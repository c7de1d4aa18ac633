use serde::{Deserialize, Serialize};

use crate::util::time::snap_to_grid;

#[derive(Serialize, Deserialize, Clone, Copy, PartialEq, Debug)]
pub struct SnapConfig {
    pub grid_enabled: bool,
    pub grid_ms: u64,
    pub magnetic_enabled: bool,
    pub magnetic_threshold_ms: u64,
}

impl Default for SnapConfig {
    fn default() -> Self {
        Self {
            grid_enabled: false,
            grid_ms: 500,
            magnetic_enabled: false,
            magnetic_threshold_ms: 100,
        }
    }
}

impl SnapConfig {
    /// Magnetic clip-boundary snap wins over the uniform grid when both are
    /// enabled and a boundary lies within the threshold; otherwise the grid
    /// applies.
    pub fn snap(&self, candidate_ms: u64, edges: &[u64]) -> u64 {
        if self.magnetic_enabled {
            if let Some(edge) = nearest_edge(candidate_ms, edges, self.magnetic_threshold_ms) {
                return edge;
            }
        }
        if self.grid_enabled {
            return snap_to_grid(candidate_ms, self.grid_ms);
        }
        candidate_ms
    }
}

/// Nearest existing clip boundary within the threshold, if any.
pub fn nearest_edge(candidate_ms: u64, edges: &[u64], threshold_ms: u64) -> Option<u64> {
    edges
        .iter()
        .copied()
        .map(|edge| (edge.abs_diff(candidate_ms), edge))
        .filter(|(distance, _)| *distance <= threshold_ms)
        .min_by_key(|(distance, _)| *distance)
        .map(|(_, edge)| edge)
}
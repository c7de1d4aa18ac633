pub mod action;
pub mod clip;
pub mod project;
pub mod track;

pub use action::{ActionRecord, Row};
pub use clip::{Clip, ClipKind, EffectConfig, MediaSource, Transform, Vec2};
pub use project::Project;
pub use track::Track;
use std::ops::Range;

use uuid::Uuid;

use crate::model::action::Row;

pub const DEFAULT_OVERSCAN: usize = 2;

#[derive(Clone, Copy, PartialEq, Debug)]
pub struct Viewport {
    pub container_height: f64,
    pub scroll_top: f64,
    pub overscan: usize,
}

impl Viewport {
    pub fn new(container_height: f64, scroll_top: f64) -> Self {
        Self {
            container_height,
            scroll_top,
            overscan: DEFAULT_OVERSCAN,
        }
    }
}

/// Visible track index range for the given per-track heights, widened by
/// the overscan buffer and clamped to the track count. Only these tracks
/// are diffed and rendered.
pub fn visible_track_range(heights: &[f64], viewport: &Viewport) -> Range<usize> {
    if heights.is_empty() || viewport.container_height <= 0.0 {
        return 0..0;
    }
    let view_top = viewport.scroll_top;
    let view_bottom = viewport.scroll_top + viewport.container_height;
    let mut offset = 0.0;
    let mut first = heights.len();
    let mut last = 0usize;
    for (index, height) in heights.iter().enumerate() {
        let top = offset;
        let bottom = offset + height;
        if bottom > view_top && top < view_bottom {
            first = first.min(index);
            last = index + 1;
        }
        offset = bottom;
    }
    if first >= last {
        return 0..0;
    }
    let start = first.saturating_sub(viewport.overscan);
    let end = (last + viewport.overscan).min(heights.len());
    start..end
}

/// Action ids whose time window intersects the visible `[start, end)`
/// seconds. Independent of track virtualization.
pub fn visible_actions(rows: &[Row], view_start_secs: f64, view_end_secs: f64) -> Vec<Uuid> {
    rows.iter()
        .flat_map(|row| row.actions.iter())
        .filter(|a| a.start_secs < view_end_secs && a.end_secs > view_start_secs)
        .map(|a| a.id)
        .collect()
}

= = = =

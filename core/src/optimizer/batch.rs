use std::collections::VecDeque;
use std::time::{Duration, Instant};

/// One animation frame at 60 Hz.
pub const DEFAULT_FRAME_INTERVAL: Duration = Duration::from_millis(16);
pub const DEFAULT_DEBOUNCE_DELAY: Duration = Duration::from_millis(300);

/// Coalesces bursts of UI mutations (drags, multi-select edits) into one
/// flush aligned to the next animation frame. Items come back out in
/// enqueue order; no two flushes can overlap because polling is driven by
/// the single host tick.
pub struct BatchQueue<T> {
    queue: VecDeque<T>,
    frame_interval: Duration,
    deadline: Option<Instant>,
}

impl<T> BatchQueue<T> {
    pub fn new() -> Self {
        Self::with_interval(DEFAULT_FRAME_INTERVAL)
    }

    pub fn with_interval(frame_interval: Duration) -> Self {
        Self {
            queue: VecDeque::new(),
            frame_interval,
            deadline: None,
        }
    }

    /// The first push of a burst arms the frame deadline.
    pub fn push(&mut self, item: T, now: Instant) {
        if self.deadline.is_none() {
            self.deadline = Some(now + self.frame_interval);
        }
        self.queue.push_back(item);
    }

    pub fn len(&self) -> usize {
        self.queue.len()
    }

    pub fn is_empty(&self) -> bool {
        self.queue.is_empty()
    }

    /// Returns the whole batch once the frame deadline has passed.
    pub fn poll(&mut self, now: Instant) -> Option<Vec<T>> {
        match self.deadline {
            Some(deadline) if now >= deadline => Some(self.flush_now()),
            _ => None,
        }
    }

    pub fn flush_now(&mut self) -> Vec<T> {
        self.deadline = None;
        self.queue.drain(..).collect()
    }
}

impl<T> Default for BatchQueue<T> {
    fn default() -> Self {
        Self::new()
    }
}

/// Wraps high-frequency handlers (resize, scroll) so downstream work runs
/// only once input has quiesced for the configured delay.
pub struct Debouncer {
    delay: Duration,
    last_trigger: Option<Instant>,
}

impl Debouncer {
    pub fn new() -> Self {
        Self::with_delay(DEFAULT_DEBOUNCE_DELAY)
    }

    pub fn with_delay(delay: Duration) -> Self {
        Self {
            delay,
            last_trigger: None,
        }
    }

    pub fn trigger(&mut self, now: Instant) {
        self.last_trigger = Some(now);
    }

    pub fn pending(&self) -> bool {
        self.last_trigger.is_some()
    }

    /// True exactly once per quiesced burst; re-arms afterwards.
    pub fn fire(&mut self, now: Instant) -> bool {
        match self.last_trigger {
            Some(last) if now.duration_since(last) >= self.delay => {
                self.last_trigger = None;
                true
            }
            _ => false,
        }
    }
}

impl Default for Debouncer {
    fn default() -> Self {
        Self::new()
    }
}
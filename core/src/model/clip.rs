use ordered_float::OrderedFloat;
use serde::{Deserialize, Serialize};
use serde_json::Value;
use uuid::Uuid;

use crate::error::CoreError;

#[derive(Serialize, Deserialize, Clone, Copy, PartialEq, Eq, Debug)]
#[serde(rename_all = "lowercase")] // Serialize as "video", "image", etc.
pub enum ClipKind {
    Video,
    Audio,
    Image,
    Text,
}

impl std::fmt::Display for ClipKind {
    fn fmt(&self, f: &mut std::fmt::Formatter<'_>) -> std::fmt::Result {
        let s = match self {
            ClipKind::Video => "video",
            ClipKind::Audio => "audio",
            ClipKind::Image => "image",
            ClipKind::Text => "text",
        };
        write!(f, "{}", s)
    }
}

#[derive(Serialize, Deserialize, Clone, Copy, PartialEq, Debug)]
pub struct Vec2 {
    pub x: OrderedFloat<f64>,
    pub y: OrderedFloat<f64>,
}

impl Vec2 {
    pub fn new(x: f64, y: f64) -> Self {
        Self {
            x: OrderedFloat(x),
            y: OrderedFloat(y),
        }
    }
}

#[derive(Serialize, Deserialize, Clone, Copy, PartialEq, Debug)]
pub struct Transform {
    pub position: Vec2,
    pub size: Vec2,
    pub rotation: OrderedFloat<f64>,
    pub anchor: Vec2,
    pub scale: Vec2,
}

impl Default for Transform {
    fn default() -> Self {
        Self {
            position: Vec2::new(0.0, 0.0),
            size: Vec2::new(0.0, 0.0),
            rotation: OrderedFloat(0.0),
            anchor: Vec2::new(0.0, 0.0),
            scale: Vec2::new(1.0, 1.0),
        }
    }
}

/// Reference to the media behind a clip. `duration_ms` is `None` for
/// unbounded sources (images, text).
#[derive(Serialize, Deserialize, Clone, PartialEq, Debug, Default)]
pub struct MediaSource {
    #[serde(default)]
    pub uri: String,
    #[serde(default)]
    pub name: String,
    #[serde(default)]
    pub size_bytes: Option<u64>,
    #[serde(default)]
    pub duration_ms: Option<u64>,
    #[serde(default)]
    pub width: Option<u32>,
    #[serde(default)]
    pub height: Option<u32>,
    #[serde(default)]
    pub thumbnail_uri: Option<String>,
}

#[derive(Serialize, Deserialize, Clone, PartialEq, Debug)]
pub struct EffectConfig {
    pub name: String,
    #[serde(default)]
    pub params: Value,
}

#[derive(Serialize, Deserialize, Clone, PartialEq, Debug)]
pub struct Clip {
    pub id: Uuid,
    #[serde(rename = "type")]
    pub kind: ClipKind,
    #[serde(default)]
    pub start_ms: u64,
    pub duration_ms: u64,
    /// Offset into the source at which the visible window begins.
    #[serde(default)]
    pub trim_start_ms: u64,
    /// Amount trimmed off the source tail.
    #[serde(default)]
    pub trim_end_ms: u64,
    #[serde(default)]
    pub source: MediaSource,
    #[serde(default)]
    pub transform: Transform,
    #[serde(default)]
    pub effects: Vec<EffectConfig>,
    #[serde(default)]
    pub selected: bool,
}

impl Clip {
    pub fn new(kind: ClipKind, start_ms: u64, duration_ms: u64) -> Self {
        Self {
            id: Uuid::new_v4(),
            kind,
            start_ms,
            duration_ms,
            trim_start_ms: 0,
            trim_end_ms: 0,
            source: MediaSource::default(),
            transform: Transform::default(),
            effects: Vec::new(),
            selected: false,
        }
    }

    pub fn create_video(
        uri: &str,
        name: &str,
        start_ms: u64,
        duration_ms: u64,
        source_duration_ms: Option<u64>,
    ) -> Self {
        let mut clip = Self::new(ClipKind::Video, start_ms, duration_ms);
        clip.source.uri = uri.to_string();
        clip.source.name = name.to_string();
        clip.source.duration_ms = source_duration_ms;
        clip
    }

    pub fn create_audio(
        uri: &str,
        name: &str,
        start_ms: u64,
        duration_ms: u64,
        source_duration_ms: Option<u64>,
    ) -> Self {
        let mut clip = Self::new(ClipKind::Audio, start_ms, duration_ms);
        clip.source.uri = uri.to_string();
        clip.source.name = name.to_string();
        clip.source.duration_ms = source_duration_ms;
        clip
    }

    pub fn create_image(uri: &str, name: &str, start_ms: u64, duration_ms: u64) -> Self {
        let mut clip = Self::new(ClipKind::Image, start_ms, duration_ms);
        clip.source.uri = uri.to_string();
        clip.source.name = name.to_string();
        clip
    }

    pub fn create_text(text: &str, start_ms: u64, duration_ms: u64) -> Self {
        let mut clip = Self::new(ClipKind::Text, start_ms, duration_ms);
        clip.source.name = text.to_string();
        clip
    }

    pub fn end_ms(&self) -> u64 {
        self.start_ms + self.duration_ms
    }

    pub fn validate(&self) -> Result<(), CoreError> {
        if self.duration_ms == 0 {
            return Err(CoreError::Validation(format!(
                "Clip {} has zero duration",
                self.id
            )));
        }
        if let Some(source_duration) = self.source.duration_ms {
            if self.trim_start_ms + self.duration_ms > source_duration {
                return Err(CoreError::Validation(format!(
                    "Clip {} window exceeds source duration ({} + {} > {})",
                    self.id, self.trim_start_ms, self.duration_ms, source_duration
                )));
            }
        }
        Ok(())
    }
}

= = = =

Please reproduce the lines from the line with "pub fn with_interval(frame_interval: Duration)" to the line with "burst; re-arms afterwards.", both ends included, exactly as they appear above.

> [Reply]:
    pub fn with_interval(frame_interval: Duration) -> Self {
        Self {
            queue: VecDeque::new(),
            frame_interval,
            deadline: None,
        }
    }

    /// The first push of a burst arms the frame deadline.
    pub fn push(&mut self, item: T, now: Instant) {
        if self.deadline.is_none() {
            self.deadline = Some(now + self.frame_interval);
        }
        self.queue.push_back(item);
    }

    pub fn len(&self) -> usize {
        self.queue.len()
    }

    pub fn is_empty(&self) -> bool {
        self.queue.is_empty()
    }

    /// Returns the whole batch once the frame deadline has passed.
    pub fn poll(&mut self, now: Instant) -> Option<Vec<T>> {
        match self.deadline {
            Some(deadline) if now >= deadline => Some(self.flush_now()),
            _ => None,
        }
    }

    pub fn flush_now(&mut self) -> Vec<T> {
        self.deadline = None;
        self.queue.drain(..).collect()
    }
}

impl<T> Default for BatchQueue<T> {
    fn default() -> Self {
        Self::new()
    }
}

/// Wraps high-frequency handlers (resize, scroll) so downstream work runs
/// only once input has quiesced for the configured delay.
pub struct Debouncer {
    delay: Duration,
    last_trigger: Option<Instant>,
}

impl Debouncer {
    pub fn new() -> Self {
        Self::with_delay(DEFAULT_DEBOUNCE_DELAY)
    }

    pub fn with_delay(delay: Duration) -> Self {
        Self {
            delay,
            last_trigger: None,
        }
    }

    pub fn trigger(&mut self, now: Instant) {
        self.last_trigger = Some(now);
    }

    pub fn pending(&self) -> bool {
        self.last_trigger.is_some()
    }

    /// True exactly once per quiesced burst; re-arms afterwards.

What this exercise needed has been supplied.